**TASK ITEM**
Everything from the line containing "filename src/infer/datetime.rs" through the line containing "fn iso_weekday_of_january_4(year: i32)" in the listing below should be copied exactly, and nothing more.

**EXERCISE DATA**

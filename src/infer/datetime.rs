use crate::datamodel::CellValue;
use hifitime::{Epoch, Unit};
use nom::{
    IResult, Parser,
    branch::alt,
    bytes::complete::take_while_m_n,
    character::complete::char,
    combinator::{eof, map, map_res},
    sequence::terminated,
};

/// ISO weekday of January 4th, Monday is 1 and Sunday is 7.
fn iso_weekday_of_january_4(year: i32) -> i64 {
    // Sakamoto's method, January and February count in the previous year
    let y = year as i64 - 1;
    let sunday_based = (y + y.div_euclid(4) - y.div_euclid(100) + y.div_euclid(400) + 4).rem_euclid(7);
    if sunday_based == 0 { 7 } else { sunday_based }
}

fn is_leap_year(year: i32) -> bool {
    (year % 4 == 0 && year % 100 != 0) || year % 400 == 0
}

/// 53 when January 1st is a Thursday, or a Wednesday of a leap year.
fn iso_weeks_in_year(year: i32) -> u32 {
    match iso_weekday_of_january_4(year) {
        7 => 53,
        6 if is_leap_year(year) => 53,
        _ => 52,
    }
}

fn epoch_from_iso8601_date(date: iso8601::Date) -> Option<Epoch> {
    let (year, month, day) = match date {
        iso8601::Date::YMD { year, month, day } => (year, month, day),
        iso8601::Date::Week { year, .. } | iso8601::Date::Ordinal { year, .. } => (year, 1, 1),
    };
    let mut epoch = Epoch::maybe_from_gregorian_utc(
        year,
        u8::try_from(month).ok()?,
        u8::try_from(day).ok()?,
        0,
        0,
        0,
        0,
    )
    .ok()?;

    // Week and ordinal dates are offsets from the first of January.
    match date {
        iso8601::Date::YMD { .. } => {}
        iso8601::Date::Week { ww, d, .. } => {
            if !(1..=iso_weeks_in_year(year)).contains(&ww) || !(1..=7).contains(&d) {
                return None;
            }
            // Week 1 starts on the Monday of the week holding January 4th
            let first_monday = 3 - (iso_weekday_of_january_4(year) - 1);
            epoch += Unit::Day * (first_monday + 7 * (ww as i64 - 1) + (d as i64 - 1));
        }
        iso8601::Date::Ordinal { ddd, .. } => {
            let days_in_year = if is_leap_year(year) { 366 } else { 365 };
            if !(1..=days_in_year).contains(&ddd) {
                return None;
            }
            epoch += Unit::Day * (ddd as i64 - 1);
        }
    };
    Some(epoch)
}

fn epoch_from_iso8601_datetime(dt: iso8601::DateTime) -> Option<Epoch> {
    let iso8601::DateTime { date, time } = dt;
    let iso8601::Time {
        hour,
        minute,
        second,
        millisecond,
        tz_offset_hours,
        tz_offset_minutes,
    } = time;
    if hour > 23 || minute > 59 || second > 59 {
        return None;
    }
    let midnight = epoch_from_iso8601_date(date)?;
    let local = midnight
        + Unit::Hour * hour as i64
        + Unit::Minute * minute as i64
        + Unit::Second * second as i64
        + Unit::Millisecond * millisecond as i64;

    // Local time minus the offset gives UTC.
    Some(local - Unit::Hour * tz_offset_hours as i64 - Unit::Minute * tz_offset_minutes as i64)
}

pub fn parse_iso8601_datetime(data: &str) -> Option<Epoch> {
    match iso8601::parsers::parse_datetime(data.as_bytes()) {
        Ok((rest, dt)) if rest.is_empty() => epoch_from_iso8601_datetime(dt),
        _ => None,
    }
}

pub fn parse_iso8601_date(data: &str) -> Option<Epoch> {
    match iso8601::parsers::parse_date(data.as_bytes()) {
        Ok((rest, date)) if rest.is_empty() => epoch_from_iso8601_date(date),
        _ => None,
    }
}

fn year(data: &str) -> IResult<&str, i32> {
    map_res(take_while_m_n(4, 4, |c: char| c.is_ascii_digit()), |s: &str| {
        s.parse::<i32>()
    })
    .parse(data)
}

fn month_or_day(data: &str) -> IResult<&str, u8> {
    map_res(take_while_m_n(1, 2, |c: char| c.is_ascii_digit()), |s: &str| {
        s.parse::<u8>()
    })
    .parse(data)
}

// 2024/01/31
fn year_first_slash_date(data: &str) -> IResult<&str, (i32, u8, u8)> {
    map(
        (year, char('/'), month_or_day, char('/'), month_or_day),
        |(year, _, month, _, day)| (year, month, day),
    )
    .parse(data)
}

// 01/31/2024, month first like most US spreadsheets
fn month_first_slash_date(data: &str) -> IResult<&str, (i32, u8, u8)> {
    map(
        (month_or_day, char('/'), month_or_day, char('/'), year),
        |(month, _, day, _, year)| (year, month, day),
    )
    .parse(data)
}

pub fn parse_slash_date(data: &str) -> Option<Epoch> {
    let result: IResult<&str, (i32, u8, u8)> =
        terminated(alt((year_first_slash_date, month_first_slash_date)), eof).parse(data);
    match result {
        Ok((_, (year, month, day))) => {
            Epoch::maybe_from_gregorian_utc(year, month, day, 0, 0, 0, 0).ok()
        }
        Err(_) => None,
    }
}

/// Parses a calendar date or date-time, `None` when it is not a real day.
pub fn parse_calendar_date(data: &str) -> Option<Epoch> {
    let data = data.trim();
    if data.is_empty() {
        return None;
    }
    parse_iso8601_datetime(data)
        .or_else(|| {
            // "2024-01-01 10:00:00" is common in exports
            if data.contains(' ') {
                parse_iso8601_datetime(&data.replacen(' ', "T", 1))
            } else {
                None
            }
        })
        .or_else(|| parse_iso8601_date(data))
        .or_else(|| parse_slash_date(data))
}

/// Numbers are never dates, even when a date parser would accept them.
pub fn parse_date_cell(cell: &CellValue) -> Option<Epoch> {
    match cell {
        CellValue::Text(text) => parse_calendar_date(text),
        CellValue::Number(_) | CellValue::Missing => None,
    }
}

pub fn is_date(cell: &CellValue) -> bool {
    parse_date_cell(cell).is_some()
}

* * *

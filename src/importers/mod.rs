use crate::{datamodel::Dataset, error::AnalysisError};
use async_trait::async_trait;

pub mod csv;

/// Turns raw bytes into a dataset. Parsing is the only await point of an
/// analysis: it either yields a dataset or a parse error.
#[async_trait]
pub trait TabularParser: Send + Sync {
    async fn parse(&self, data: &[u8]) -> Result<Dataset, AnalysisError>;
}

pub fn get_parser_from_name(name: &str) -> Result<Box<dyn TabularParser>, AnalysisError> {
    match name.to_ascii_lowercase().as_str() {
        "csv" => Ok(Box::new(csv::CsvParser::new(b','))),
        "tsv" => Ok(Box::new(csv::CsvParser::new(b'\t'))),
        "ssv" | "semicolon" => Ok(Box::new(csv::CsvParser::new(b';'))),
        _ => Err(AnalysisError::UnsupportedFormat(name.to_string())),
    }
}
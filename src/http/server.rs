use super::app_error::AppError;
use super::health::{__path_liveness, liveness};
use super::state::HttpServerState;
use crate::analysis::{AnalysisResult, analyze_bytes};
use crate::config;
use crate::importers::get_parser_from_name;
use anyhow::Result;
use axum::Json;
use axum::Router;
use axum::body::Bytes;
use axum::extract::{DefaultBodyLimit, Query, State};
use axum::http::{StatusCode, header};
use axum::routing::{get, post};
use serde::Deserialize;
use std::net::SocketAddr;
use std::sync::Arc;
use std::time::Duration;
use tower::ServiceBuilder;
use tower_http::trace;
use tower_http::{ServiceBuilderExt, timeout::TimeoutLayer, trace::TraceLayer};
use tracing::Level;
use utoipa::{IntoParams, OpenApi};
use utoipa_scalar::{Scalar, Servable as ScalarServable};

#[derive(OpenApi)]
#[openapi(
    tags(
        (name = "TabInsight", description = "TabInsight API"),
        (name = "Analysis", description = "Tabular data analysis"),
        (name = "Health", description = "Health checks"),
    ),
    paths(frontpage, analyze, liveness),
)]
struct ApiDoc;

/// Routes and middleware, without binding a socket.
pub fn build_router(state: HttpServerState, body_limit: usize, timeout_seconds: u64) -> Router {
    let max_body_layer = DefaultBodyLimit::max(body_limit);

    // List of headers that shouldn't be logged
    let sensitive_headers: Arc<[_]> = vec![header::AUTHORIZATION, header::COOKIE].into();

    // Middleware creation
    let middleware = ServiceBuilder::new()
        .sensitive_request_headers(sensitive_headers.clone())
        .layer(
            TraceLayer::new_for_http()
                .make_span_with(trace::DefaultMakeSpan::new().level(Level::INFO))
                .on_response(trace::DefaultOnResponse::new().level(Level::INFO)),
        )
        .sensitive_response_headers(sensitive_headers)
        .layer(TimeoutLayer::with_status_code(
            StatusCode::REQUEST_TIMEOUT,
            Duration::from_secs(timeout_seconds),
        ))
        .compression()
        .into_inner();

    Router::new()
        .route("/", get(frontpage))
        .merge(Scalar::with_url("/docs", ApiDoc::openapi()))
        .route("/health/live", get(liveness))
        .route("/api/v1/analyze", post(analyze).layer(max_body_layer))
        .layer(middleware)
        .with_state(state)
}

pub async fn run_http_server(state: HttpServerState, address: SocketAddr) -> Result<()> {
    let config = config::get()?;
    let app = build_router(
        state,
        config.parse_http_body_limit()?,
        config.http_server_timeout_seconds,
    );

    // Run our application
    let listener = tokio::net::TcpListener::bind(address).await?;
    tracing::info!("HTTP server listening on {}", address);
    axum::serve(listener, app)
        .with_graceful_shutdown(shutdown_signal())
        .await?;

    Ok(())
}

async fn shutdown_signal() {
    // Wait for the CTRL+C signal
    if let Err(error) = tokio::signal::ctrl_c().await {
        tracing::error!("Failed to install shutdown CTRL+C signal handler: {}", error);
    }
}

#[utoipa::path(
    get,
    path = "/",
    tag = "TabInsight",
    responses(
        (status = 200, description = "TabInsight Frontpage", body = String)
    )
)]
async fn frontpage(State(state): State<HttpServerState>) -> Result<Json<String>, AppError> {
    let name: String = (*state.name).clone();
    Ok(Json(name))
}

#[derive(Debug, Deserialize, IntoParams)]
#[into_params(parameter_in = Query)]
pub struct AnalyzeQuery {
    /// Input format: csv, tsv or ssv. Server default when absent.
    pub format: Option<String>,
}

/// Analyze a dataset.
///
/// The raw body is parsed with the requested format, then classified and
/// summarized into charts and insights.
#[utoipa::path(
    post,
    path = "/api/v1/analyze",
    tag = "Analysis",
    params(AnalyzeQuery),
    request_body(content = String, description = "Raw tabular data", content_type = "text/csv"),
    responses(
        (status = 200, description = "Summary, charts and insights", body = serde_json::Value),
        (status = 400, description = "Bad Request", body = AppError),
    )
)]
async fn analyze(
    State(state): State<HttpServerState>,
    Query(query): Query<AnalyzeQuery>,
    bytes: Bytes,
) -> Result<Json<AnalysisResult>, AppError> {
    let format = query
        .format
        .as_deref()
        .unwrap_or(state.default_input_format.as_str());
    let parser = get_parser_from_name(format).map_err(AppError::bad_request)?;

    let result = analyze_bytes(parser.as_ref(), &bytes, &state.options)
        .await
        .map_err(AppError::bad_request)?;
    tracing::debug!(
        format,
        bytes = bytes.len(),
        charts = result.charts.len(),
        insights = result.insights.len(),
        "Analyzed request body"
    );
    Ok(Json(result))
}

...

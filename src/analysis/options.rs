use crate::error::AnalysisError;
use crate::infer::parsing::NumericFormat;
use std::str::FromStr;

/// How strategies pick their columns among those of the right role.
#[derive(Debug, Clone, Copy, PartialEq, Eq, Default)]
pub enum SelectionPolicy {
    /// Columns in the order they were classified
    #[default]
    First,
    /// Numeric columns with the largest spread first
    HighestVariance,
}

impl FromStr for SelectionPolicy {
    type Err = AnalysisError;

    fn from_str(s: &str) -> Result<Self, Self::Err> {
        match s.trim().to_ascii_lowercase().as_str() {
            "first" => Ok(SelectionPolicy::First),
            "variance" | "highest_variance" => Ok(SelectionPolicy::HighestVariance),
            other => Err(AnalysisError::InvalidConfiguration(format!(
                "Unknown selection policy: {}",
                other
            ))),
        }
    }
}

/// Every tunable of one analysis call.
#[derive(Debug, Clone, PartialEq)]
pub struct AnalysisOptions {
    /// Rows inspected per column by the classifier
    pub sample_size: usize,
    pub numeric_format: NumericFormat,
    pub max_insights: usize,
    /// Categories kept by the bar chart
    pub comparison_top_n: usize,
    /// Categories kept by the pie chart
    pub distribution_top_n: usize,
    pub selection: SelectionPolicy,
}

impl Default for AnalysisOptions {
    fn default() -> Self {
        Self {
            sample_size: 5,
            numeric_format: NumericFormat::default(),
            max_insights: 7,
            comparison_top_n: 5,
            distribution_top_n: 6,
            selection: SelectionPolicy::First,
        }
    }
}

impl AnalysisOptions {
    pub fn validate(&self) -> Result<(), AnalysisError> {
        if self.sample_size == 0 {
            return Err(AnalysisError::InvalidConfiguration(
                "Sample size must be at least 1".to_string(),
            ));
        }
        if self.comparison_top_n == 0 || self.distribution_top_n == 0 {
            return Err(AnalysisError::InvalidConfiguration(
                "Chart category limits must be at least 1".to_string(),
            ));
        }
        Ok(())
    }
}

**RESULT**
filename src/infer/datetime.rs
use crate::datamodel::CellValue;
use hifitime::{Epoch, Unit};
use nom::{
    IResult, Parser,
    branch::alt,
    bytes::complete::take_while_m_n,
    character::complete::char,
    combinator::{eof, map, map_res},
    sequence::terminated,
};

/// ISO weekday of January 4th, Monday is 1 and Sunday is 7.
fn iso_weekday_of_january_4(year: i32) -> i64 {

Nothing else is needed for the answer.